• [Exercise brief]: Nothing should be left out: write out the whole listing exactly.

*** Opening of Dataset records ***

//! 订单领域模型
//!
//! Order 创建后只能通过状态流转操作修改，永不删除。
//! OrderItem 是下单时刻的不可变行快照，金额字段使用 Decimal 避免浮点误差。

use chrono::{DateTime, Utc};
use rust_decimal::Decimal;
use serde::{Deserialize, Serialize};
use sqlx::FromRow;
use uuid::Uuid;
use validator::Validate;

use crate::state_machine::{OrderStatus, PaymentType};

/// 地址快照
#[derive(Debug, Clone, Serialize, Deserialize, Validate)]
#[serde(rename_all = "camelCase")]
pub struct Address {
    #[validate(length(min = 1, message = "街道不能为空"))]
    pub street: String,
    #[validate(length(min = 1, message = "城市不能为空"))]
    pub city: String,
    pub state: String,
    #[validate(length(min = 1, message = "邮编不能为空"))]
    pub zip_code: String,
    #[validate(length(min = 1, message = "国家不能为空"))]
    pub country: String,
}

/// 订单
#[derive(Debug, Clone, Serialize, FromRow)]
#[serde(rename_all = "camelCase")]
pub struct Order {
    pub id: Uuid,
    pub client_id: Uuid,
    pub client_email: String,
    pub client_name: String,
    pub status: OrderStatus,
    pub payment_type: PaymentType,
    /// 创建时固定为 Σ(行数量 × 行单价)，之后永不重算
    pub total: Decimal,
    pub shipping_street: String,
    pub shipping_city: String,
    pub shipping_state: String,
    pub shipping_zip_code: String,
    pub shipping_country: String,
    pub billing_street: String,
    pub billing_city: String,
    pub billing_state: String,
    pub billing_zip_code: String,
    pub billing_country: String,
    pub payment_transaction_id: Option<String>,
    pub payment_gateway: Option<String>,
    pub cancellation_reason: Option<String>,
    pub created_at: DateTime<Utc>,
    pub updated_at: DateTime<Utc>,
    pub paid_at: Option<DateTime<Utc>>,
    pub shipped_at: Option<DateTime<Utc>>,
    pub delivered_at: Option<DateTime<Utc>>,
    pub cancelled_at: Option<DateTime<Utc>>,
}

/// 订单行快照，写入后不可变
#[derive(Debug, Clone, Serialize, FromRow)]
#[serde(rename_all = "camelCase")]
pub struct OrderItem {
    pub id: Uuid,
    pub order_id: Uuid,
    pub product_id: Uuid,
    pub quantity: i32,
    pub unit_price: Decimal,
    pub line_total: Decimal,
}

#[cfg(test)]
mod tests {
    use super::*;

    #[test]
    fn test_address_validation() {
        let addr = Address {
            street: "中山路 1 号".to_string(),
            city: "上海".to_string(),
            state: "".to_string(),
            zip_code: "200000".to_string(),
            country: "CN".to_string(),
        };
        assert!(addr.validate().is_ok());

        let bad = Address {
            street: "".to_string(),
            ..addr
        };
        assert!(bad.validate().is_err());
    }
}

*** Close of Dataset records ***

• [Exercise answer]:
//! 订单领域模型
//!
//! Order 创建后只能通过状态流转操作修改，永不删除。
//! OrderItem 是下单时刻的不可变行快照，金额字段使用 Decimal 避免浮点误差。

use chrono::{DateTime, Utc};
use rust_decimal::Decimal;
use serde::{Deserialize, Serialize};
use sqlx::FromRow;
use uuid::Uuid;
use validator::Validate;

use crate::state_machine::{OrderStatus, PaymentType};

/// 地址快照
#[derive(Debug, Clone, Serialize, Deserialize, Validate)]
#[serde(rename_all = "camelCase")]
pub struct Address {
    #[validate(length(min = 1, message = "街道不能为空"))]
    pub street: String,
    #[validate(length(min = 1, message = "城市不能为空"))]
    pub city: String,
    pub state: String,
    #[validate(length(min = 1, message = "邮编不能为空"))]
    pub zip_code: String,
    #[validate(length(min = 1, message = "国家不能为空"))]
    pub country: String,
}

/// 订单
#[derive(Debug, Clone, Serialize, FromRow)]
#[serde(rename_all = "camelCase")]
pub struct Order {
    pub id: Uuid,
    pub client_id: Uuid,
    pub client_email: String,
    pub client_name: String,
    pub status: OrderStatus,
    pub payment_type: PaymentType,
    /// 创建时固定为 Σ(行数量 × 行单价)，之后永不重算
    pub total: Decimal,
    pub shipping_street: String,
    pub shipping_city: String,
    pub shipping_state: String,
    pub shipping_zip_code: String,
    pub shipping_country: String,
    pub billing_street: String,
    pub billing_city: String,
    pub billing_state: String,
    pub billing_zip_code: String,
    pub billing_country: String,
    pub payment_transaction_id: Option<String>,
    pub payment_gateway: Option<String>,
    pub cancellation_reason: Option<String>,
    pub created_at: DateTime<Utc>,
    pub updated_at: DateTime<Utc>,
    pub paid_at: Option<DateTime<Utc>>,
    pub shipped_at: Option<DateTime<Utc>>,
    pub delivered_at: Option<DateTime<Utc>>,
    pub cancelled_at: Option<DateTime<Utc>>,
}

/// 订单行快照，写入后不可变
#[derive(Debug, Clone, Serialize, FromRow)]
#[serde(rename_all = "camelCase")]
pub struct OrderItem {
    pub id: Uuid,
    pub order_id: Uuid,
    pub product_id: Uuid,
    pub quantity: i32,
    pub unit_price: Decimal,
    pub line_total: Decimal,
}

#[cfg(test)]
mod tests {
    use super::*;

    #[test]
    fn test_address_validation() {
        let addr = Address {
            street: "中山路 1 号".to_string(),
            city: "上海".to_string(),
            state: "".to_string(),
            zip_code: "200000".to_string(),
            country: "CN".to_string(),
        };
        assert!(addr.validate().is_ok());

        let bad = Address {
            street: "".to_string(),
            ..addr
        };
        assert!(bad.validate().is_err());
    }
}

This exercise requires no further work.